# Testing & Evaluation
This notebook evaluates the CTR model, embedding-based retrieval,
and end-to-end ad ranking system.


Install Dependencies

In [None]:
!pip install -q sentence-transformers faiss-cpu scikit-learn pandas numpy joblib
!pip install -q gdown


Imports

In [None]:
import numpy as np
import pandas as pd
import joblib
import faiss

from sentence_transformers import SentenceTransformer
from sklearn.metrics import roc_auc_score, log_loss, precision_recall_curve, auc
import matplotlib.pyplot as plt


Download Model Files in Colab

In [None]:
import gdown

# Download entire folder
folder_url = "https://drive.google.com/drive/folders/1gcAqlsae7r9-af-X7rUlAe_lfCggqODv"  # Replace
!gdown --folder {folder_url}

Load Models & Data

In [None]:
# Load models
ctr_model = joblib.load("models/ctr_model.pkl")
ad_embeddings = np.load("models/ad_embeddings.npy")

# Load FAISS index
index = faiss.read_index("models/faiss.index")

# Load embedder
embedder = SentenceTransformer("all-MiniLM-L6-v2")

# Ads
ads = pd.DataFrame({
    "ad_id": range(1, 7),
    "ad_text": [
        "Boost your startup productivity with AI tools",
        "Learn Python and Machine Learning from industry experts",
        "Travel smarter with exclusive flight deals",
        "Upgrade your home gym with smart fitness equipment",
        "Secure your business with cloud security solutions",
        "Discover healthy meal plans tailored for you"
    ],
    "historical_ctr": [0.042, 0.061, 0.033, 0.029, 0.054, 0.038]
})


Load Test Articles

In [None]:
url = "https://raw.githubusercontent.com/mhjabreel/CharCnn_Keras/master/data/ag_news_csv/train.csv"
articles = pd.read_csv(url, header=None)
articles.columns = ["label", "title", "description"]
articles["text"] = articles["title"] + " " + articles["description"]

# holdout test set
articles = articles.sample(300, random_state=7).reset_index(drop=True)
articles.head()


**CTR MODEL EVALUATION**

Rebuild Test Feature Matrix

In [None]:
article_embeddings = embedder.encode(
    articles["text"].tolist(),
    show_progress_bar=True
)

X_test, y_test = [], []

for art_emb in article_embeddings:
    for i, ad_emb in enumerate(ad_embeddings):
        sim = np.dot(art_emb, ad_emb)
        ctr = ads.iloc[i]["historical_ctr"]

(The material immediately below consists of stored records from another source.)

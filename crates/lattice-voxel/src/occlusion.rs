//! Section occlusion: which pairs of cube faces can see each other through
//! the non-opaque cells of a section.
//!
//! The table is computed lazily. A block change that flips a cell between
//! fully opaque and not only marks the table dirty; the flood fill runs on the
//! next query. Sections that are never queried never pay for it.
//!
//! # Algorithm
//!
//! 1. Label every cell: fully opaque cells are `INVALID`, the rest `EMPTY`.
//! 2. Sweep cells in index order. Each `EMPTY` cell starts a new region that is
//!    grown over its 6 neighbours with an explicit stack.
//! 3. For each face collect the set of region labels touching it.
//! 4. Two faces are occluded from each other iff their sets share no label.

use std::sync::{Mutex, MutexGuard, PoisonError};

use lattice_coords::{
    BLOCKS_PER_SECTION, DIRECTION_PAIRS, Direction, InSectionPosition, SECTION_MAX_X,
    SECTION_MAX_Y, SECTION_MAX_Z, direction_pair_index,
};
use rustc_hash::FxHashSet;

use crate::registry::BlockRegistry;
use crate::storage::BlockStorage;

const EMPTY: i16 = -1;
const INVALID: i16 = -2;

struct OcclusionState {
    table: [bool; DIRECTION_PAIRS],
    /// Set when the table no longer reflects the blocks.
    calculate: bool,
    fills: u64,
}

/// Lazily computed face-to-face visibility of one section.
pub struct SectionOcclusion {
    state: Mutex<OcclusionState>,
}

impl SectionOcclusion {
    /// A table that will be computed on first query.
    pub fn new() -> Self {
        Self {
            state: Mutex::new(OcclusionState {
                table: [false; DIRECTION_PAIRS],
                calculate: true,
                fills: 0,
            }),
        }
    }

    /// Records a block change. Only a change of the fully-opaque
    /// classification invalidates the table. Returns whether it did.
    pub fn on_block_change(&self, previous_opaque: bool, next_opaque: bool) -> bool {
        if previous_opaque == next_opaque {
            return false;
        }
        self.lock().calculate = true;
        true
    }

    /// Forces a recalculation on the next query (bulk block replacement).
    pub fn invalidate(&self) {
        self.lock().calculate = true;
    }

    pub fn needs_calculation(&self) -> bool {
        self.lock().calculate
    }

    /// Number of flood fills run so far.
    pub fn fill_count(&self) -> u64 {
        self.lock().fills
    }

    /// Recomputes the table if it is stale. Returns `true` if any entry changed.
    pub fn refresh(&self, storage: &BlockStorage, registry: &BlockRegistry) -> bool {
        let mut state = self.lock();
        if !state.calculate {
            return false;
        }
        state.calculate = false;

        let table = if storage.is_empty() {
            // Every face reaches every other face through air.
            [false; DIRECTION_PAIRS]
        } else {
            state.fills += 1;
            compute_table(storage, registry)
        };
        let changed = table != state.table;
        state.table = table;
        if changed {
            tracing::trace!(fills = state.fills, "section occlusion changed");
        }
        changed
    }

    /// Whether nothing can pass from face `from` to face `to`.
    ///
    /// A face is never occluded from itself.
    pub fn is_occluded(
        &self,
        from: Direction,
        to: Direction,
        storage: &BlockStorage,
        registry: &BlockRegistry,
    ) -> bool {
        if from == to {
            return false;
        }
        self.refresh(storage, registry);
        self.lock().table[direction_pair_index(from, to)]
    }

    fn lock(&self) -> MutexGuard<'_, OcclusionState> {
        self.state.lock().unwrap_or_else(PoisonError::into_inner)
    }
}

impl Default for SectionOcclusion {
    fn default() -> Self {
        Self::new()
    }
}

fn compute_table(storage: &BlockStorage, registry: &BlockRegistry) -> [bool; DIRECTION_PAIRS] {
    let labels = label_regions(storage, registry);

    let mut faces: [FxHashSet<i16>; 6] = Default::default();
    for position in InSectionPosition::all() {
        let label = labels[position.index()];
        if label < 0 {
            continue;
        }
        for direction in touched_faces(position) {
            faces[direction.index()].insert(label);
        }
    }

    let mut table = [false; DIRECTION_PAIRS];
    for (i, &a) in Direction::VALUES.iter().enumerate() {
        for &b in &Direction::VALUES[i + 1..] {
            table[direction_pair_index(a, b)] =
                disjoint(&faces[a.index()], &faces[b.index()]);
        }
    }
    table
}

fn label_regions(storage: &BlockStorage, registry: &BlockRegistry) -> Vec<i16> {
    let mut labels: Vec<i16> = InSectionPosition::all()
        .map(|position| {
            if registry.is_fully_opaque(storage.get(position)) {
                INVALID
            } else {
                EMPTY
            }
        })
        .collect();

    let mut next_region: i16 = 0;
    let mut stack = Vec::with_capacity(BLOCKS_PER_SECTION);
    for start in 0..BLOCKS_PER_SECTION {
        if labels[start] != EMPTY {
            continue;
        }
        let region = next_region;
        next_region += 1;
        labels[start] = region;
        stack.push(InSectionPosition::from_index(start));

        while let Some(position) = stack.pop() {
            for neighbour in neighbours(position).into_iter().flatten() {
                let label = &mut labels[neighbour.index()];
                if *label == EMPTY {
                    *label = region;
                    stack.push(neighbour);
                }
            }
        }
    }
    labels
}

/// Neighbours inside the section; `None` where a step would leave it.
fn neighbours(position: InSectionPosition) -> [Option<InSectionPosition>; 6] {
    let (x, y, z) = (position.x(), position.y(), position.z());
    [
        (x > 0).then(|| position.minus_x()),
        (x < SECTION_MAX_X).then(|| position.plus_x()),
        (y > 0).then(|| position.minus_y()),
        (y < SECTION_MAX_Y).then(|| position.plus_y()),
        (z > 0).then(|| position.minus_z()),
        (z < SECTION_MAX_Z).then(|| position.plus_z()),
    ]
}

fn touched_faces(position: InSectionPosition) -> impl Iterator<Item = Direction> {
    let (x, y, z) = (position.x(), position.y(), position.z());
    [
        (y == 0, Direction::Down),
        (y == SECTION_MAX_Y, Direction::Up),
        (z == 0, Direction::North),
        (z == SECTION_MAX_Z, Direction::South),
        (x == 0, Direction::West),
        (x == SECTION_MAX_X, Direction::East),
    ]
    .into_iter()
    .filter_map(|(touches, direction)| touches.then_some(direction))
}

/// Iterates the smaller set. An empty set shares nothing.
fn disjoint(a: &FxHashSet<i16>, b: &FxHashSet<i16>) -> bool {
    let (small, large) = if a.len() <= b.len() { (a, b) } else { (b, a) };
    !small.iter().any(|label| large.contains(label))
}

// ---------------------------------------------------------------------------
// Tests
// ---------------------------------------------------------------------------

        X_test.append([sim, ctr])
        y_test.append(np.random.binomial(1, min(ctr * 10, 0.5)))

X_test = np.array(X_test)
y_test = np.array(y_test)

X_test.shape, y_test.mean()


CTR Metrics

In [None]:
preds = ctr_model.predict_proba(X_test)[:, 1]

print("ROC-AUC:", roc_auc_score(y_test, preds))
print("Log Loss:", log_loss(y_test, preds))


Precision–Recall Curve

In [None]:
precision, recall, _ = precision_recall_curve(y_test, preds)
pr_auc = auc(recall, precision)

plt.plot(recall, precision)
plt.xlabel("Recall")
plt.ylabel("Precision")
plt.title(f"Precision-Recall Curve (AUC={pr_auc:.3f})")
plt.show()


**RETRIEVAL QUALITY (VECTOR SEARCH)**

Top-K Similarity Check

In [None]:
def retrieve_ads(article_text, k=3):
    emb = embedder.encode([article_text])
    faiss.normalize_L2(emb)
    scores, idx = index.search(emb, k)
    return ads.iloc[idx[0]]["ad_text"].tolist()

retrieve_ads("AI tools for improving startup productivity", k=3)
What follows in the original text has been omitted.